[Items from a data source]
***

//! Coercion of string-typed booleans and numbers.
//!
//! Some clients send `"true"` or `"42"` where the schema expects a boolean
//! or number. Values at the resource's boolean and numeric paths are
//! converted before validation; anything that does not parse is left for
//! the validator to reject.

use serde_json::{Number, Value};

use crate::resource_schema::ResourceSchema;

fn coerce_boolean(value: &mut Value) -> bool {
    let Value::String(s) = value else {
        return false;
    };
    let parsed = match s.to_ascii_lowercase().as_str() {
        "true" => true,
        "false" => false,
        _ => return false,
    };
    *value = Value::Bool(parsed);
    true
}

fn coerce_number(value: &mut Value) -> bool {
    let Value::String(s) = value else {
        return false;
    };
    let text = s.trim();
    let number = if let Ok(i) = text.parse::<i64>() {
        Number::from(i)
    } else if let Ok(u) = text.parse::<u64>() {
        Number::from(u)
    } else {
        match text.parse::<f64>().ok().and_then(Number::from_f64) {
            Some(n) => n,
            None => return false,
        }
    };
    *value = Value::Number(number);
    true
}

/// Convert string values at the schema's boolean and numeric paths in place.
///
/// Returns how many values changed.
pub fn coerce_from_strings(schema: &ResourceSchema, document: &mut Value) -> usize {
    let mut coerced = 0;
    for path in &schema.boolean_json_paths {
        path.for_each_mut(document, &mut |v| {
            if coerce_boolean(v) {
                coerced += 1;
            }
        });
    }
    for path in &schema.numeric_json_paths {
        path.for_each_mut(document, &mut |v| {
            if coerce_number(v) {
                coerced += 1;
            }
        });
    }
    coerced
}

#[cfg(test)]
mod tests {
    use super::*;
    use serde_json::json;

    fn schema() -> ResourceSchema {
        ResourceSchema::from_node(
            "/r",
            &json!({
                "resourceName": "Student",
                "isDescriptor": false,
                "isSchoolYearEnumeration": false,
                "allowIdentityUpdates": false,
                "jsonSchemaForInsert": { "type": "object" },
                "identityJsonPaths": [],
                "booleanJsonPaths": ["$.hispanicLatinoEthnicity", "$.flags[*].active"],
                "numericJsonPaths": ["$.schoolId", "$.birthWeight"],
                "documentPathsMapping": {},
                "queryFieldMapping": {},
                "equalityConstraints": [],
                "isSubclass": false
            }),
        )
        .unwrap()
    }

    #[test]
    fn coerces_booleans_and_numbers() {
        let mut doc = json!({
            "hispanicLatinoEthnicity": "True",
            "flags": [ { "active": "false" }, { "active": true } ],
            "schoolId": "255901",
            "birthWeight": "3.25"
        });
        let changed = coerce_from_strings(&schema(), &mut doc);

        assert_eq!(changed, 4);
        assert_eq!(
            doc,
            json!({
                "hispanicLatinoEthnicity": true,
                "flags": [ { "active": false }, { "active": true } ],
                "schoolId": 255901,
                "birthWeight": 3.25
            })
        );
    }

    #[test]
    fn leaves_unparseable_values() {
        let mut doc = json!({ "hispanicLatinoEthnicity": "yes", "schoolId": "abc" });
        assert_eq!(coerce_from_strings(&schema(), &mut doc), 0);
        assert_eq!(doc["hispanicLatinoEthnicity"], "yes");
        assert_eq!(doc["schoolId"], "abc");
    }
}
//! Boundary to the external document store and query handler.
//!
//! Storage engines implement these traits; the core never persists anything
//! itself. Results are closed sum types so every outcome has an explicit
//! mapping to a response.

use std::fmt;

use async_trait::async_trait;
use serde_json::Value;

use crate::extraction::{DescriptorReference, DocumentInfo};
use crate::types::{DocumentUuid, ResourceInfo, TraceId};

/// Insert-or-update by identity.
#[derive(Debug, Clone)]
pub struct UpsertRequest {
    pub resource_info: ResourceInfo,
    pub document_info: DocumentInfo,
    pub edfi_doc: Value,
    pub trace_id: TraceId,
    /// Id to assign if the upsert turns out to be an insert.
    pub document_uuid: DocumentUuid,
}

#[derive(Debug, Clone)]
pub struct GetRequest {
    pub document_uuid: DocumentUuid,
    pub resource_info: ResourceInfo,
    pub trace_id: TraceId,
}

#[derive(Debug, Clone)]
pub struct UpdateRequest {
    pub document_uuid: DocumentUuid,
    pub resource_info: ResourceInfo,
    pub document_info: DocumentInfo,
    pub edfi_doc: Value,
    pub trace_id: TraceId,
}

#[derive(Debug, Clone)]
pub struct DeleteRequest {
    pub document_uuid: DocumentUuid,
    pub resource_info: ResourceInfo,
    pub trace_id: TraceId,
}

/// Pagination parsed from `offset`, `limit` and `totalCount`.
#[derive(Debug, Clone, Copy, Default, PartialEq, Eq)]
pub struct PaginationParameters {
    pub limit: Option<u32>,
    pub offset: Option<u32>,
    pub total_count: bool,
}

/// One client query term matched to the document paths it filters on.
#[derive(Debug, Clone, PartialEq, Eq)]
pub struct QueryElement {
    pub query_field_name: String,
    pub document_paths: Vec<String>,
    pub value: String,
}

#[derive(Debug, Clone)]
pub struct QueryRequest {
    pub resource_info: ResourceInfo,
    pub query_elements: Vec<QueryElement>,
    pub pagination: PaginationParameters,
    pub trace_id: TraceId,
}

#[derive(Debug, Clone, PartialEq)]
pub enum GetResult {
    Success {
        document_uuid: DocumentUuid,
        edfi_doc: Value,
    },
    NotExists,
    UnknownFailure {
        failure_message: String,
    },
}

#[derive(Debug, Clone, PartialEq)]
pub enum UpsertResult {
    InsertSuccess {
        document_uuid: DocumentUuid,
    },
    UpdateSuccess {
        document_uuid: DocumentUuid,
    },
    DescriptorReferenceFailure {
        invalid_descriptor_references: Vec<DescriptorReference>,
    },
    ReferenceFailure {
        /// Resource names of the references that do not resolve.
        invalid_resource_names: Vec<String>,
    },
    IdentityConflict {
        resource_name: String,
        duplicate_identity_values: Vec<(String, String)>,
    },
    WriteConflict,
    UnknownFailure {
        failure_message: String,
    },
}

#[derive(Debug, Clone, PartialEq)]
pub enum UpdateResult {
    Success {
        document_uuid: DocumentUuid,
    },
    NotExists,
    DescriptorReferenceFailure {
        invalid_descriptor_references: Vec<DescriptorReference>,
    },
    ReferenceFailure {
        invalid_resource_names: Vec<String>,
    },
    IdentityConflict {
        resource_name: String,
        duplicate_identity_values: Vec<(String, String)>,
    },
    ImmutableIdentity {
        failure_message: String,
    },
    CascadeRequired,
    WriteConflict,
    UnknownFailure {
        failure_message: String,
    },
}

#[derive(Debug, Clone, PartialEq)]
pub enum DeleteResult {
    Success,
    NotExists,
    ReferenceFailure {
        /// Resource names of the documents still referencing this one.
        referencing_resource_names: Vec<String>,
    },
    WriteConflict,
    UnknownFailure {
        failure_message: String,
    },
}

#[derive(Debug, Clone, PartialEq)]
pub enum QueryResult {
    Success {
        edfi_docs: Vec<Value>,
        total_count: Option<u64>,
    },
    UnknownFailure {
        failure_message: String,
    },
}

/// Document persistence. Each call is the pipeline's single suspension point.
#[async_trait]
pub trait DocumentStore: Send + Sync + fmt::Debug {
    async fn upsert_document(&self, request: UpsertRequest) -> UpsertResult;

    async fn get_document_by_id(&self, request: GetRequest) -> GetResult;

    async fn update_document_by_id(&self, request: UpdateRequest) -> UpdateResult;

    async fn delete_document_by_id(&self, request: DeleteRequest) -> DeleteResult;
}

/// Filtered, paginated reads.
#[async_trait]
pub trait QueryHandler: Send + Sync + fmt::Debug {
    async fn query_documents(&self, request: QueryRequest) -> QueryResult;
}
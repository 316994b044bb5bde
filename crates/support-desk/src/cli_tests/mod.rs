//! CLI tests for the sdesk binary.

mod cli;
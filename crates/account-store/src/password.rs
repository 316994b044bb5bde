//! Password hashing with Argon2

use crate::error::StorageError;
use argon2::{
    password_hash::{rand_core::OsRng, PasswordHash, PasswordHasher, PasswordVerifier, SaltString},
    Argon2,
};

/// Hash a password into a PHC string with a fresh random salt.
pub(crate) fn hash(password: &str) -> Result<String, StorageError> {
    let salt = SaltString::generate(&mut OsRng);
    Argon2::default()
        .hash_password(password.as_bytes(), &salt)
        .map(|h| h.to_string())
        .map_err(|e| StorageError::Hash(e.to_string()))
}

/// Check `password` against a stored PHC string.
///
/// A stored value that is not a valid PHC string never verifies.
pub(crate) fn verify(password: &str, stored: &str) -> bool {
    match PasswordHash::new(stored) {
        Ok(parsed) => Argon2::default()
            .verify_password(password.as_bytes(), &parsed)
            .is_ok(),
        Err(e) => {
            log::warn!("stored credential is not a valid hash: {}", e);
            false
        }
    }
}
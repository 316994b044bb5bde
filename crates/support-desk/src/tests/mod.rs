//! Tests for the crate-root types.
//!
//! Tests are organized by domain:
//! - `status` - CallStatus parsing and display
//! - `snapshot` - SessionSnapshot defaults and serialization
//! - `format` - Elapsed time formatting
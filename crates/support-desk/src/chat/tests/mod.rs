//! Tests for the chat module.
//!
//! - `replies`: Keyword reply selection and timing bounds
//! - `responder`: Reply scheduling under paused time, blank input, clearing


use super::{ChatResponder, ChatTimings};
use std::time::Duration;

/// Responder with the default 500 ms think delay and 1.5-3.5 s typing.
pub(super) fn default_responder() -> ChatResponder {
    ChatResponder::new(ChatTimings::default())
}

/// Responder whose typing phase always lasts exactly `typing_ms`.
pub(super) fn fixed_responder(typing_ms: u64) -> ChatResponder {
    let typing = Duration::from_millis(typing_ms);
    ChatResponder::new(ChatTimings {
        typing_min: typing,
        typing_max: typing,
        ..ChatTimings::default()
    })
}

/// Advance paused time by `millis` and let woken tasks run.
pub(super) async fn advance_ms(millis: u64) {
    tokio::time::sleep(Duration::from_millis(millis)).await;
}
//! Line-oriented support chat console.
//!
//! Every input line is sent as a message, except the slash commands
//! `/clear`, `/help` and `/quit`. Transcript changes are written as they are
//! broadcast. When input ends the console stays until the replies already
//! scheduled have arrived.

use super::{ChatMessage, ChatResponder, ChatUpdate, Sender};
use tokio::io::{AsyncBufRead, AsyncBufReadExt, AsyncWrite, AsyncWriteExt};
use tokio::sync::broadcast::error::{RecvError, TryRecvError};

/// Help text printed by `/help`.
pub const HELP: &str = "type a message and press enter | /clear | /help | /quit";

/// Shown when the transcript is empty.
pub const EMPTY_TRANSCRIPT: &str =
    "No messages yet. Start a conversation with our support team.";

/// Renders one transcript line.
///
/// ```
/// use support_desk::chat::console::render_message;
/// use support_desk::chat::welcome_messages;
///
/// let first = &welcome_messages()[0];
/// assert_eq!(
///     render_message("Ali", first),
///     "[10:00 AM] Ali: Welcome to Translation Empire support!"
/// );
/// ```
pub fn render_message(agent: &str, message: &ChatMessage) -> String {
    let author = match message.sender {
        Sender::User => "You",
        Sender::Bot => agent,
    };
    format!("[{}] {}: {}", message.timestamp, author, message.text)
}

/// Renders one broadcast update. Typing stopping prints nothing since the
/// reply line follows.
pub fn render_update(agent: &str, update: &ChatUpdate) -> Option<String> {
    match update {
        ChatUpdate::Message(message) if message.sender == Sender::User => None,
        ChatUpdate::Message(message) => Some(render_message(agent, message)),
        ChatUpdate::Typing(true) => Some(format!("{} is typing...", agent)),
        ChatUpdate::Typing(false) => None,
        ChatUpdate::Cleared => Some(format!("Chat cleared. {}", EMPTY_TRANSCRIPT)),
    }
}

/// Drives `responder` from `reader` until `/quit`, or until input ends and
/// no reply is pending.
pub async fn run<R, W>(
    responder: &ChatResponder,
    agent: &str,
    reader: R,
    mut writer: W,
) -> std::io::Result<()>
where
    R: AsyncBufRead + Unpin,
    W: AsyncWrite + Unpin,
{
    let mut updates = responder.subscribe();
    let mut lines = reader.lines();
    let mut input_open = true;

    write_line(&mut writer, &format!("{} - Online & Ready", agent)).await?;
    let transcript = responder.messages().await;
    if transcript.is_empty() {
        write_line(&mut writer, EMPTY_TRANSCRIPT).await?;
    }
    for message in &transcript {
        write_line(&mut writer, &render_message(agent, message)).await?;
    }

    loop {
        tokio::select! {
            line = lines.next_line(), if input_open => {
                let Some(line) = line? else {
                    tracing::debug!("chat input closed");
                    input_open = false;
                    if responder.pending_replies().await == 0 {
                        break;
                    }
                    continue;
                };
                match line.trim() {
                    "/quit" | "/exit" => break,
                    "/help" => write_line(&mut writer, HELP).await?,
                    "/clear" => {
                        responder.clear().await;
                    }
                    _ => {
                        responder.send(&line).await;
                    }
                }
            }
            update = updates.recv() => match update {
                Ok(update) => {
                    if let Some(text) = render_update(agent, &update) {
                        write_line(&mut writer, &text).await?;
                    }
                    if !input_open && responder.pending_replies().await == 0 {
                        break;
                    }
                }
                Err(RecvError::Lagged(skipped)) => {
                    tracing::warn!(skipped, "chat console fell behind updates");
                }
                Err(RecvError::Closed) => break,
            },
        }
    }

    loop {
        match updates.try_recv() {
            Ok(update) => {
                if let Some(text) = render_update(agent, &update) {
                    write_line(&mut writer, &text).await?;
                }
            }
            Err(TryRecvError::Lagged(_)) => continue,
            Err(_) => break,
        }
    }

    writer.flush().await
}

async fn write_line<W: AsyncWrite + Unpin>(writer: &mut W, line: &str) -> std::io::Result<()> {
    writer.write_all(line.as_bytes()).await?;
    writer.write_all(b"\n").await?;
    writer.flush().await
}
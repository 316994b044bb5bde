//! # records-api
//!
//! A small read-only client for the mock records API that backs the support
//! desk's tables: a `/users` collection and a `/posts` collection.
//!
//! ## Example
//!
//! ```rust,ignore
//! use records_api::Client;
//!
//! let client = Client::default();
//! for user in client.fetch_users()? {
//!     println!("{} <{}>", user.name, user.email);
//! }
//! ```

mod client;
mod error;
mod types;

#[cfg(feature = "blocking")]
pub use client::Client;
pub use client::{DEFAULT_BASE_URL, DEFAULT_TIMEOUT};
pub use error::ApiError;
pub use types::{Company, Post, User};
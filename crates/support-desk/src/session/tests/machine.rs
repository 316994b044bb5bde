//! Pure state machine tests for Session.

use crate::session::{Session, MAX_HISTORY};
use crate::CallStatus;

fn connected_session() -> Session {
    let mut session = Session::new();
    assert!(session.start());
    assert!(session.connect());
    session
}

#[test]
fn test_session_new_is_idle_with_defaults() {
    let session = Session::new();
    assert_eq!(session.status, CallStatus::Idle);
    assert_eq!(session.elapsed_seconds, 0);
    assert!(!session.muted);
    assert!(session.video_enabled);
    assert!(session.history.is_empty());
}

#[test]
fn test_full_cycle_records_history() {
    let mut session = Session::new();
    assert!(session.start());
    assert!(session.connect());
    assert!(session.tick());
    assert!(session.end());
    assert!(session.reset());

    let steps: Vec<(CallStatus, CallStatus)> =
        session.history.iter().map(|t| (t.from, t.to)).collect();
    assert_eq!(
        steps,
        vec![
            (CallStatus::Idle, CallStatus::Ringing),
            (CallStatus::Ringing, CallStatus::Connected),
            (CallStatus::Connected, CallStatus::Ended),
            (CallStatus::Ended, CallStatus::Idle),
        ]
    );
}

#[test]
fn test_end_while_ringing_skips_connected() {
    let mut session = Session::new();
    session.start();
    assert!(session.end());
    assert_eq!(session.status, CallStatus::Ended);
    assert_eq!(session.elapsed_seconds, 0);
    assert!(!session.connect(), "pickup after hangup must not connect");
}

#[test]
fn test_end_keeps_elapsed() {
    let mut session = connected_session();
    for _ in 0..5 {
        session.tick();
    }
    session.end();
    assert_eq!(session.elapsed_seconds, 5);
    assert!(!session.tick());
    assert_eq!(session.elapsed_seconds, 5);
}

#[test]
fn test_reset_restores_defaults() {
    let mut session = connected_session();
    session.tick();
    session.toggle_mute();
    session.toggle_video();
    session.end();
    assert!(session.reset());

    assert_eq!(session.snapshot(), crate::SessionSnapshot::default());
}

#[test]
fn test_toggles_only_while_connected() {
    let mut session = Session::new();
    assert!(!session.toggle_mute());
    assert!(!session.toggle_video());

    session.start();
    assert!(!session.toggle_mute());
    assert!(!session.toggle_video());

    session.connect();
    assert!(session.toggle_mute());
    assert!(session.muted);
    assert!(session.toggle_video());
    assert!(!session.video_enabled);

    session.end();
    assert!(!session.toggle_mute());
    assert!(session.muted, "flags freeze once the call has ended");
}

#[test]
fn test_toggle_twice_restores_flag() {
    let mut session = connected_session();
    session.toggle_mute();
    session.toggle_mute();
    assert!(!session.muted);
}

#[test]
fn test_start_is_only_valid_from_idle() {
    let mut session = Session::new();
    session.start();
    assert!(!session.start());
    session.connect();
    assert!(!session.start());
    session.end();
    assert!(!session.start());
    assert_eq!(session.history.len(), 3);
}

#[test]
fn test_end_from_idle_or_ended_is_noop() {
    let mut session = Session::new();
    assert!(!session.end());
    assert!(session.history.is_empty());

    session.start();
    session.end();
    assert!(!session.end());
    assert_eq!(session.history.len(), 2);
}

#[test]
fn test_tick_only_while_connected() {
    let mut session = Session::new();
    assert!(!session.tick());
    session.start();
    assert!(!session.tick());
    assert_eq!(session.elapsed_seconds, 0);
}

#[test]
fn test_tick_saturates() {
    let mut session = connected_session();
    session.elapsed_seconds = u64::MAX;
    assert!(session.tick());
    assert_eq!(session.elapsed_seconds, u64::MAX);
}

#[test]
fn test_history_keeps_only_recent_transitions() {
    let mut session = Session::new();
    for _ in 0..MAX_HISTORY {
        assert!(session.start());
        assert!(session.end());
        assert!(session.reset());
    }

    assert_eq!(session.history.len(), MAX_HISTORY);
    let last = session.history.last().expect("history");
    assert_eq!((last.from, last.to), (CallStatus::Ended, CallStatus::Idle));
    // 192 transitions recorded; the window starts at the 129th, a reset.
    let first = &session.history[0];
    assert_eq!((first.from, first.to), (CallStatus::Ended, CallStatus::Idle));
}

***

■ What needs to be done: Starting at the first line of the entries above, please extract each line up to and including the line with "let number = if", unchanged, and add nothing.

■ Solution to the problem:
//! Coercion of string-typed booleans and numbers.
//!
//! Some clients send `"true"` or `"42"` where the schema expects a boolean
//! or number. Values at the resource's boolean and numeric paths are
//! converted before validation; anything that does not parse is left for
//! the validator to reject.

use serde_json::{Number, Value};

use crate::resource_schema::ResourceSchema;

fn coerce_boolean(value: &mut Value) -> bool {
    let Value::String(s) = value else {
        return false;
    };
    let parsed = match s.to_ascii_lowercase().as_str() {
        "true" => true,
        "false" => false,
        _ => return false,
    };
    *value = Value::Bool(parsed);
    true
}

fn coerce_number(value: &mut Value) -> bool {
    let Value::String(s) = value else {
        return false;
    };
    let text = s.trim();
    let number = if let Ok(i) = text.parse::<i64>() {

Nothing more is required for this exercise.